Piano Recital

Kiana Reid, piano

1.06.2022

Piano Recital

Programme

  • J. Haydn - Sonata in F Major, Hob. XVI 23
  • R. Schumann - Fantasie in C major, Op. 17

Programme Info

Haydn’s Piano Sonata in F Hob. XVI:23 was published in 1774, dedicated to his aristocratic employer, Prince Nikolaus Esterházy. Perhaps the most ear-pricking characteristics of its Moderato first movement are its frequent interplay between major and minor, and its quantity of dazzlingly rapid passagework demanding crisply lucid articulation.
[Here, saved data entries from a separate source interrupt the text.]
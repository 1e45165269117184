#![warn(missing_docs)]
//! AIGBench CLI Library
//!
//! Runs one verification method over every benchmark case of a directory and
//! writes one result row per case. Use `aigbench_cli::run()` in a main
//! function, or drive the pieces directly:
//!
//! ```no_run
//! use aigbench_cli::{CaseRunner, Registry, RunSettings, Scheduler};
//! use std::time::Duration;
//!
//! let registry = Registry::builtin()?;
//! let method = registry.get("AbcPdr")?.clone();
//! let settings = RunSettings {
//!     input_directory: "tests/hwmcc".into(),
//!     log_directory: "tests/log".into(),
//!     timeout: Duration::from_secs(3600),
//!     option: String::new(),
//!     before_command: String::new(),
//!     after_command: String::new(),
//! };
//! let scheduler = Scheduler::new(CaseRunner::new(method, settings), 4)?;
//! let rows = scheduler.run_all(&["a.aig".to_string()])?;
//! # Ok::<(), Box<dyn std::error::Error>>(())
//! ```

mod config;
mod metadata;
mod planner;
mod registry;
mod runner;
mod scheduler;

pub use config::{BenchConfig, CONFIG_FILE, ConfigError, MethodConfig, OutputConfig, RunnerConfig};
pub use metadata::{build_report_meta, system_info};
pub use planner::{CasePlan, build_plan, discover_cases};
pub use registry::{MethodDef, Registry, ScriptArgs, ScriptTemplate, Slot, TemplateError};
pub use runner::{CaseReport, CaseRunner, RunCase, RunOutcome, RunSettings, RunnerError};
pub use scheduler::{MAX_JOBS, Scheduler, SchedulerError, validate_jobs};

use aigbench_report::{OutputFormat, Report, ReportConfig};
use anyhow::Context;
use chrono::{DateTime, Local, Utc};
use clap::Parser;
use regex::Regex;
use std::path::{Path, PathBuf};
use std::time::Duration;

/// AIGBench CLI arguments
#[derive(Parser, Debug)]
#[command(name = "aigbench")]
#[command(
    author,
    version,
    about = "AIGBench - run a model checker over a directory of AIG benchmarks"
)]
pub struct Cli {
    /// Running method (see --list-methods)
    #[arg(required_unless_present = "list_methods")]
    pub method: Option<String>,

    /// Directory containing the circuit files
    #[arg(long = "input-directory", visible_alias = "id", value_name = "DIR")]
    pub input_directory: Option<PathBuf>,

    /// Directory receiving the log files
    #[arg(long = "output-directory", visible_alias = "od", value_name = "DIR")]
    pub output_directory: Option<PathBuf>,

    /// Maximum runtime of one case in seconds
    #[arg(short, long, value_name = "SECS")]
    pub timeout: Option<u64>,

    /// Number of cases run at the same time (1 to 10)
    #[arg(short = 'p', long = "process", visible_alias = "jobs", value_name = "N")]
    pub process: Option<usize>,

    /// Result file
    #[arg(short, long, value_name = "FILE")]
    pub result: Option<PathBuf>,

    /// Filename suffix selecting the cases
    #[arg(short, long)]
    pub suffix: Option<String>,

    /// Options of the check command
    #[arg(short, long, default_value = "", allow_hyphen_values = true)]
    pub option: String,

    /// Command run before checking
    #[arg(
        long = "before-command",
        visible_alias = "bc",
        default_value = "",
        allow_hyphen_values = true
    )]
    pub before_command: String,

    /// Command run after checking
    #[arg(
        long = "after-command",
        visible_alias = "ac",
        default_value = "",
        allow_hyphen_values = true
    )]
    pub after_command: String,

    /// Override the method's executable
    #[arg(long, value_name = "PATH")]
    pub executable: Option<String>,

    /// Result format: csv or json
    #[arg(long)]
    pub format: Option<OutputFormat>,

    /// Only run cases whose id matches this regex
    #[arg(long, value_name = "REGEX")]
    pub filter: Option<String>,

    /// Configuration file (default: discover aigbench.toml)
    #[arg(long, value_name = "FILE")]
    pub config: Option<PathBuf>,

    /// Show the cases and the first command script without running anything
    #[arg(long)]
    pub dry_run: bool,

    /// List the available methods
    #[arg(long)]
    pub list_methods: bool,

    /// Verbose output
    #[arg(short, long)]
    pub verbose: bool,
}

/// Fully resolved run settings: CLI flags over `aigbench.toml` over defaults
#[derive(Debug, Clone)]
pub struct Invocation {
    /// Method with any executable override applied
    pub method: MethodDef,
    /// Settings handed to the case runner
    pub settings: RunSettings,
    /// Worker count, already range-checked
    pub jobs: usize,
    /// Case filename suffix
    pub suffix: String,
    /// Optional case id filter
    pub filter: Option<Regex>,
    /// Result file path
    pub result: PathBuf,
    /// Result file format
    pub format: OutputFormat,
}

impl Invocation {
    /// Resolve every setting; any configuration problem is returned here,
    /// before a single case runs.
    pub fn resolve(cli: &Cli, config: &BenchConfig, registry: &Registry) -> anyhow::Result<Self> {
        let name = cli
            .method
            .as_deref()
            .ok_or_else(|| anyhow::anyhow!("No method given"))?;
        let mut method = registry.get(name)?.clone();
        if let Some(executable) = &cli.executable {
            method.executable = executable.clone();
        }

        let timeout = match cli.timeout {
            Some(secs) => Duration::from_secs(secs),
            None => BenchConfig::parse_duration(&config.runner.timeout)?,
        };
        if timeout.is_zero() {
            return Err(ConfigError::ZeroTimeout.into());
        }

        let jobs = validate_jobs(cli.process.unwrap_or(config.runner.jobs))?;

        let filter = cli
            .filter
            .as_deref()
            .map(Regex::new)
            .transpose()
            .map_err(ConfigError::from)?;

        let settings = RunSettings {
            input_directory: cli
                .input_directory
                .clone()
                .unwrap_or_else(|| PathBuf::from(&config.runner.input_directory)),
            log_directory: cli
                .output_directory
                .clone()
                .unwrap_or_else(|| PathBuf::from(&config.runner.log_directory)),
            timeout,
            option: cli.option.clone(),
            before_command: cli.before_command.clone(),
            after_command: cli.after_command.clone(),
        };

        let invocation = Self {
            method,
            settings,
            jobs,
            suffix: cli
                .suffix
                .clone()
                .unwrap_or_else(|| config.runner.suffix.clone()),
            filter,
            result: cli
                .result
                .clone()
                .unwrap_or_else(|| PathBuf::from(&config.output.result)),
            format: cli.format.unwrap_or(config.output.format),
        };
        for flag in invocation.ignored_commands() {
            tracing::warn!(
                "{} has no slot for {}; the command is not sent",
                invocation.method.name,
                flag
            );
        }
        Ok(invocation)
    }

    /// Flags whose non-empty command the method's template never places
    pub fn ignored_commands(&self) -> Vec<&'static str> {
        let template = &self.method.template;
        let mut ignored = Vec::new();
        if !self.settings.before_command.is_empty() && !template.uses(Slot::Pre) {
            ignored.push("--before-command");
        }
        if !self.settings.after_command.is_empty() && !template.uses(Slot::Post) {
            ignored.push("--after-command");
        }
        ignored
    }

    /// Settings as recorded in report metadata
    pub fn report_config(&self) -> ReportConfig {
        ReportConfig {
            method: self.method.name.clone(),
            executable: self.method.executable.clone(),
            parser: self.method.parser.to_string(),
            option: self.settings.option.clone(),
            before_command: self.settings.before_command.clone(),
            after_command: self.settings.after_command.clone(),
            timeout_secs: self.settings.timeout.as_secs_f64(),
            jobs: self.jobs,
            input_directory: self.settings.input_directory.display().to_string(),
            log_directory: self.settings.log_directory.display().to_string(),
            suffix: self.suffix.clone(),
        }
    }

    /// Cases of the input directory selected by suffix and filter
    pub fn plan(&self) -> Result<CasePlan, ConfigError> {
        discover_cases(
            &self.settings.input_directory,
            &self.suffix,
            self.filter.as_ref(),
        )
    }
}

/// Run the AIGBench CLI with the process arguments.
///
/// # Returns
/// Returns `Ok(())` on success, or an error if configuration is invalid or
/// the result file cannot be written. Per-case failures never end up here.
pub fn run() -> anyhow::Result<()> {
    let cli = Cli::parse();
    run_with_cli(cli)
}

/// Run the AIGBench CLI with pre-parsed arguments.
pub fn run_with_cli(cli: Cli) -> anyhow::Result<()> {
    init_logging(cli.verbose);

    let config = match &cli.config {
        Some(path) => BenchConfig::load(path)?,
        None => BenchConfig::discover()?.unwrap_or_default(),
    };
    let registry = Registry::with_overrides(&config.methods)?;

    if cli.list_methods {
        list_methods(&registry);
        return Ok(());
    }

    let invocation = Invocation::resolve(&cli, &config, &registry)?;
    let plan = invocation.plan()?;
    tracing::debug!(
        "Resolved {} with {} case(s), {} job(s)",
        invocation.method.name,
        plan.len(),
        invocation.jobs
    );

    if cli.dry_run {
        print_plan(&invocation, &plan);
        return Ok(());
    }

    let report = execute(&invocation, &plan, true)?;
    write_result(&invocation.result, invocation.format, &report)?;
    Ok(())
}

/// Run every planned case and assemble the report
pub fn execute(invocation: &Invocation, plan: &CasePlan, show_progress: bool) -> anyhow::Result<Report> {
    let log_directory = &invocation.settings.log_directory;
    std::fs::create_dir_all(log_directory)
        .with_context(|| format!("Failed to create log directory {}", log_directory.display()))?;

    let runner = CaseRunner::new(invocation.method.clone(), invocation.settings.clone());
    let scheduler = Scheduler::new(runner, invocation.jobs)?.with_progress(show_progress);

    print_banner(invocation);
    let started_at = Utc::now();
    println!("Start  at: {}", local_time(started_at));
    let rows = scheduler.run_all(&plan.cases)?;
    let finished_at = Utc::now();
    println!("Finish at: {}", local_time(finished_at));
    tracing::info!(
        "{} of {} case(s) parsed on {} worker(s)",
        rows.iter().filter(|row| !row.is_status()).count(),
        rows.len(),
        scheduler.jobs()
    );

    Ok(Report {
        meta: build_report_meta(invocation.report_config(), started_at, finished_at),
        rows,
    })
}

/// Render the report and write it to the result file
pub fn write_result(path: &Path, format: OutputFormat, report: &Report) -> anyhow::Result<()> {
    if let Some(parent) = path.parent().filter(|p| !p.as_os_str().is_empty()) {
        std::fs::create_dir_all(parent)?;
    }
    let output = format.render(report)?;
    std::fs::write(path, output)
        .with_context(|| format!("Failed to write result file {}", path.display()))?;
    println!("Result written to: {}", path.display());
    Ok(())
}

fn init_logging(verbose: bool) {
    let default = if verbose { "aigbench=debug" } else { "aigbench=info" };
    let filter = tracing_subscriber::EnvFilter::try_from_default_env()
        .unwrap_or_else(|_| tracing_subscriber::EnvFilter::new(default));
    // A subscriber may already be installed when runs share a process.
    let _ = tracing_subscriber::fmt()
        .with_env_filter(filter)
        .with_writer(std::io::stderr)
        .try_init();
}

fn local_time(at: DateTime<Utc>) -> String {
    at.with_timezone(&Local)
        .format("%Y-%m-%d %H:%M:%S%.6f")
        .to_string()
}

fn or_none(value: &str) -> &str {
    if value.is_empty() { "None" } else { value }
}

fn print_banner(invocation: &Invocation) {
    let settings = &invocation.settings;
    println!("{}", "=".repeat(36));
    println!("Executable    = {}", invocation.method.executable);
    println!("Method        = {}", invocation.method.name);
    println!("Option        = {}", or_none(&settings.option));
    println!("Pre Command   = {}", or_none(&settings.before_command));
    println!("Post Command  = {}", or_none(&settings.after_command));
    println!("Time Limit    = {}", settings.timeout.as_secs_f64());
    println!("No. Core      = {}", invocation.jobs);
    println!("AIG directory = {}", settings.input_directory.display());
    println!("Log directory = {}", settings.log_directory.display());
    println!("Result File   = {}", invocation.result.display());
    println!("Suffix name   = {}", invocation.suffix);
    println!("{}", "=".repeat(36));
}

fn print_plan(invocation: &Invocation, plan: &CasePlan) {
    print_banner(invocation);
    println!("AIGBench Plan:");
    for case in &plan.cases {
        println!("├── {}", case);
    }
    println!("{} cases found.", plan.len());

    if let Some(first) = plan.cases.first() {
        let runner = CaseRunner::new(invocation.method.clone(), invocation.settings.clone());
        println!("\nScript for {}:", first);
        print!("{}", runner.script_for(first));
    }
}

fn list_methods(registry: &Registry) {
    println!("Available methods:");
    for method in registry.methods() {
        println!(
            "  {:<14} {:<16} {}",
            method.name,
            method.parser.name(),
            method.executable
        );
    }
}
A deeply expressive Adagio in F minor follows, before a sparkling Presto finale.‍

One of the greatest masterpieces of the pianistic repertoire, Schumann’s Fantasie in C appears to have been first conceived in 1836, born out of an intriguing blend of inspirations both private and public, romantic and professional, all revolving around the greatest pianist virtuosi of Schumann’s day. Firstly, its dedicatee Franz Liszt (who in turn dedicated his Sonata in B minor to Schumann), because there appears to have an idea for a Grand Sonata whose sales could contribute towards Liszt’s fundraising for a statue to their fellow pianist-composer Beethoven – Schumann’s own musical idol, who had died when Schumann was in his mid teens. Then also Liszt’s concert-stage rival and Schumann’s love, Clara Wieck, whose father was at this point forbidding their relationship, convinced that marriage to Schumann would jettison Wieck’s illustrious international performance career, while tying her to a man who couldn’t support her (fears which turned out to be well-founded).‍

Whatever the final ratio of Beethoven to Wieck, the resultant work, published in 1839 (the year before Schumann and Wieck married), offers up an emotional world of a strikingly profound intensity and poeticism. Also an unusually-ordered one, with its three movements running fast-fast-slow rather than fast-slow-fast. While the slow final movement is of a depth that led the great pianist Sviatoslav Richter to claim he felt inhibited to play it, it was actually the work’s bang-and-you’re-in first movement that Schumann himself described to Wieck as ‘Probably the most passionate thing I have ever done – a deep lament for you’; and indeed this movement ends with a quotation from Beethoven’s song, ‘To the distant beloved’, neatly marrying Schumann’s personal and professional loves.